[[ PROVIDED DATA open ]]
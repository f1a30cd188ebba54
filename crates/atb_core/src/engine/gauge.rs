//! Readiness gauge
//!
//! One gauge per roster participant. The value races from 0 to
//! [`GAUGE_MAX`]; reaching max makes the participant eligible to act.
//!
//! ```text
//! Time:      0 ──fill──▶ 1000 ─ready─▶ dispatched ─action─▶ reset ─▶ 0
//! SkillWait: 0 ──charge─▶ 1000 ─ready─▶ dispatched ─action executes─▶ Time
//! ```

use serde::{Deserialize, Serialize};

use crate::models::ParticipantId;

/// Gauge ceiling; a gauge is full at exactly this value.
pub const GAUGE_MAX: u32 = 1000;

/// Floor for any installed speed so a negative skill modifier cannot stall a gauge.
pub const MIN_GAUGE_SPEED: f64 = 0.05;

const MAX: f64 = GAUGE_MAX as f64;

/// What the gauge is currently counting toward.
#[derive(Debug, Clone, Copy, PartialEq, Eq, Default, Serialize, Deserialize)]
#[serde(rename_all = "snake_case")]
pub enum GaugePurpose {
    /// Normal readiness race
    #[default]
    Time,
    /// Counting down a delayed-action charge
    SkillWait,
}

#[derive(Debug, Clone, PartialEq, Serialize, Deserialize)]
pub struct Gauge {
    participant: ParticipantId,
    value: f64,
    speed: f64,
    purpose: GaugePurpose,
    /// Frozen by someone else's quicken or by escape handling
    stopped: bool,
    /// Reached max and already queued; not ready again until `reset`
    dispatched_pending: bool,
    quickened: bool,
}

impl Gauge {
    pub fn new(participant: ParticipantId) -> Self {
        Self {
            participant,
            value: 0.0,
            speed: 1.0,
            purpose: GaugePurpose::Time,
            stopped: false,
            dispatched_pending: false,
            quickened: false,
        }
    }

    pub fn participant(&self) -> ParticipantId {
        self.participant
    }

    /// Current value, truncated to whole gauge points.
    pub fn value(&self) -> u32 {
        self.value as u32
    }

    pub fn raw_value(&self) -> f64 {
        self.value
    }

    pub fn set_value(&mut self, value: f64) {
        self.value = if value.is_nan() { 0.0 } else { value.clamp(0.0, MAX) };
    }

    /// Subtract `amount` points, clamped at zero.
    pub fn drain(&mut self, amount: u32) {
        self.set_value(self.value - amount as f64);
    }

    pub fn fill(&mut self) {
        self.value = MAX;
    }

    /// `value / GAUGE_MAX` in [0, 1]
    pub fn fill_ratio(&self) -> f64 {
        self.value / MAX
    }

    pub fn speed(&self) -> f64 {
        self.speed
    }

    /// Install a relative speed, capped at `max_actions_per_turn`.
    pub fn set_speed(&mut self, raw: f64, max_actions_per_turn: f64) {
        let speed = if raw.is_nan() { MIN_GAUGE_SPEED } else { raw.min(max_actions_per_turn) };
        self.speed = speed.max(MIN_GAUGE_SPEED);
    }

    pub fn purpose(&self) -> GaugePurpose {
        self.purpose
    }

    pub fn set_purpose(&mut self, purpose: GaugePurpose) {
        self.purpose = purpose;
    }

    /// Advance one tick.
    ///
    /// No-op while stopped, dispatched, dead, or unable to move. A quickened
    /// gauge jumps straight to max.
    pub fn tick(
        &mut self,
        base_gauge_speed: f64,
        multiplier: f64,
        alive: bool,
        can_move: bool,
    ) {
        if self.stopped || self.dispatched_pending || !alive || !can_move {
            return;
        }
        if self.quickened {
            self.fill();
            return;
        }
        self.set_value(self.value + self.speed * base_gauge_speed * multiplier);
    }

    pub fn mark_dispatched(&mut self) {
        self.dispatched_pending = true;
    }

    pub fn is_dispatched(&self) -> bool {
        self.dispatched_pending
    }

    /// Zero the value and clear the dispatched flag.
    pub fn reset(&mut self) {
        self.value = 0.0;
        self.dispatched_pending = false;
    }

    pub fn stop(&mut self) {
        self.stopped = true;
    }

    pub fn resume(&mut self) {
        self.stopped = false;
    }

    pub fn is_stopped(&self) -> bool {
        self.stopped
    }

    pub fn start_quicken(&mut self) {
        self.quickened = true;
    }

    pub fn end_quicken(&mut self) {
        self.quickened = false;
    }

    pub fn is_quickened(&self) -> bool {
        self.quickened
    }

    pub fn is_ready(&self) -> bool {
        !self.stopped && !self.dispatched_pending && self.value >= MAX
    }
}

#[cfg(test)]
mod tests {
    use super::*;
    use proptest::prelude::*;

    fn gauge() -> Gauge {
        Gauge::new(ParticipantId(1))
    }

    #[test]
    fn test_set_value_clamps() {
        let mut g = gauge();
        g.set_value(1500.0);
        assert_eq!(g.value(), GAUGE_MAX);
        g.set_value(-20.0);
        assert_eq!(g.value(), 0);
        g.set_value(f64::NAN);
        assert_eq!(g.value(), 0);
    }

    #[test]
    fn test_set_speed_caps() {
        let mut g = gauge();
        g.set_speed(5.0, 3.0);
        assert!((g.speed() - 3.0).abs() < f64::EPSILON);
        g.set_speed(1.5, 3.0);
        assert!((g.speed() - 1.5).abs() < f64::EPSILON);
        g.set_speed(-4.0, 3.0);
        assert!((g.speed() - MIN_GAUGE_SPEED).abs() < f64::EPSILON);
    }

    #[test]
    fn test_tick_fills_by_speed() {
        let mut g = gauge();
        g.set_speed(2.0, 3.0);
        g.tick(5.0, 1.0, true, true);
        assert_eq!(g.value(), 10);
        g.tick(5.0, 2.0, true, true);
        assert_eq!(g.value(), 30);
    }

    #[test]
    fn test_tick_skipped_when_blocked() {
        let mut g = gauge();
        g.tick(5.0, 1.0, false, true);
        g.tick(5.0, 1.0, true, false);
        assert_eq!(g.value(), 0);

        g.stop();
        g.tick(5.0, 1.0, true, true);
        assert_eq!(g.value(), 0);
        g.resume();

        g.mark_dispatched();
        g.tick(5.0, 1.0, true, true);
        assert_eq!(g.value(), 0);
    }

    #[test]
    fn test_quicken_forces_max() {
        let mut g = gauge();
        g.start_quicken();
        g.tick(5.0, 1.0, true, true);
        assert!(g.is_ready());
        g.end_quicken();
        g.reset();
        g.tick(5.0, 1.0, true, true);
        assert_eq!(g.value(), 5);
    }

    #[test]
    fn test_stop_wins_over_quicken() {
        let mut g = gauge();
        g.start_quicken();
        g.stop();
        g.tick(5.0, 1.0, true, true);
        assert_eq!(g.value(), 0);
        assert!(!g.is_ready());
    }

    #[test]
    fn test_ready_requires_full_and_not_dispatched() {
        let mut g = gauge();
        g.set_value(999.0);
        assert!(!g.is_ready());
        g.fill();
        assert!(g.is_ready());
        g.mark_dispatched();
        assert!(!g.is_ready());
        g.reset();
        assert!(!g.is_ready());
        assert!(!g.is_dispatched());
        assert_eq!(g.value(), 0);
    }

    #[test]
    fn test_drain() {
        let mut g = gauge();
        g.set_value(500.0);
        g.drain(300);
        assert_eq!(g.value(), 200);
        g.drain(300);
        assert_eq!(g.value(), 0);
    }

    #[test]
    fn test_fill_ratio() {
        let mut g = gauge();
        g.set_value(250.0);
        assert!((g.fill_ratio() - 0.25).abs() < 1e-9);
    }

    #[derive(Debug, Clone)]
    enum Op {
        Tick(f64),
        SetSpeed(f64),
        Drain(u32),
        Fill,
        Reset,
        Dispatch,
        Stop,
        Resume,
        Quicken,
        EndQuicken,
    }

    fn op_strategy() -> impl Strategy<Value = Op> {
        prop_oneof![
            (0.0f64..4.0).prop_map(Op::Tick),
            (-10.0f64..10.0).prop_map(Op::SetSpeed),
            (0u32..2000).prop_map(Op::Drain),
            Just(Op::Fill),
            Just(Op::Reset),
            Just(Op::Dispatch),
            Just(Op::Stop),
            Just(Op::Resume),
            Just(Op::Quicken),
            Just(Op::EndQuicken),
        ]
    }

    proptest! {
        #[test]
        fn prop_value_and_speed_stay_bounded(ops in prop::collection::vec(op_strategy(), 0..64)) {
            let mut g = gauge();
            for op in ops {
                match op {
                    Op::Tick(m) => g.tick(5.0, m, true, true),
                    Op::SetSpeed(s) => g.set_speed(s, 3.0),
                    Op::Drain(n) => g.drain(n),
                    Op::Fill => g.fill(),
                    Op::Reset => g.reset(),
                    Op::Dispatch => g.mark_dispatched(),
                    Op::Stop => g.stop(),
                    Op::Resume => g.resume(),
                    Op::Quicken => g.start_quicken(),
                    Op::EndQuicken => g.end_quicken(),
                }
                prop_assert!(g.raw_value() >= 0.0 && g.raw_value() <= MAX);
                prop_assert!(g.speed() <= 3.0 && g.speed() >= MIN_GAUGE_SPEED);
                if g.is_stopped() || g.is_dispatched() {
                    prop_assert!(!g.is_ready());
                }
            }
        }
    }
}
[[ PROVIDED DATA closed ]]
**TRY IT:**
Extract the lines of the preceding material that run from the line with "g.set_value(250.0);" through the line with "prop_assert!(g.speed() <= 3.0", inclusive, reproducing them exactly and adding nothing.

**SOLUTION BELOW:**
        g.set_value(250.0);
        assert!((g.fill_ratio() - 0.25).abs() < 1e-9);
    }

    #[derive(Debug, Clone)]
    enum Op {
        Tick(f64),
        SetSpeed(f64),
        Drain(u32),
        Fill,
        Reset,
        Dispatch,
        Stop,
        Resume,
        Quicken,
        EndQuicken,
    }

    fn op_strategy() -> impl Strategy<Value = Op> {
        prop_oneof![
            (0.0f64..4.0).prop_map(Op::Tick),
            (-10.0f64..10.0).prop_map(Op::SetSpeed),
            (0u32..2000).prop_map(Op::Drain),
            Just(Op::Fill),
            Just(Op::Reset),
            Just(Op::Dispatch),
            Just(Op::Stop),
            Just(Op::Resume),
            Just(Op::Quicken),
            Just(Op::EndQuicken),
        ]
    }

    proptest! {
        #[test]
        fn prop_value_and_speed_stay_bounded(ops in prop::collection::vec(op_strategy(), 0..64)) {
            let mut g = gauge();
            for op in ops {
                match op {
                    Op::Tick(m) => g.tick(5.0, m, true, true),
                    Op::SetSpeed(s) => g.set_speed(s, 3.0),
                    Op::Drain(n) => g.drain(n),
                    Op::Fill => g.fill(),
                    Op::Reset => g.reset(),
                    Op::Dispatch => g.mark_dispatched(),
                    Op::Stop => g.stop(),
                    Op::Resume => g.resume(),
                    Op::Quicken => g.start_quicken(),
                    Op::EndQuicken => g.end_quicken(),
                }
                prop_assert!(g.raw_value() >= 0.0 && g.raw_value() <= MAX);
                prop_assert!(g.speed() <= 3.0 && g.speed() >= MIN_GAUGE_SPEED);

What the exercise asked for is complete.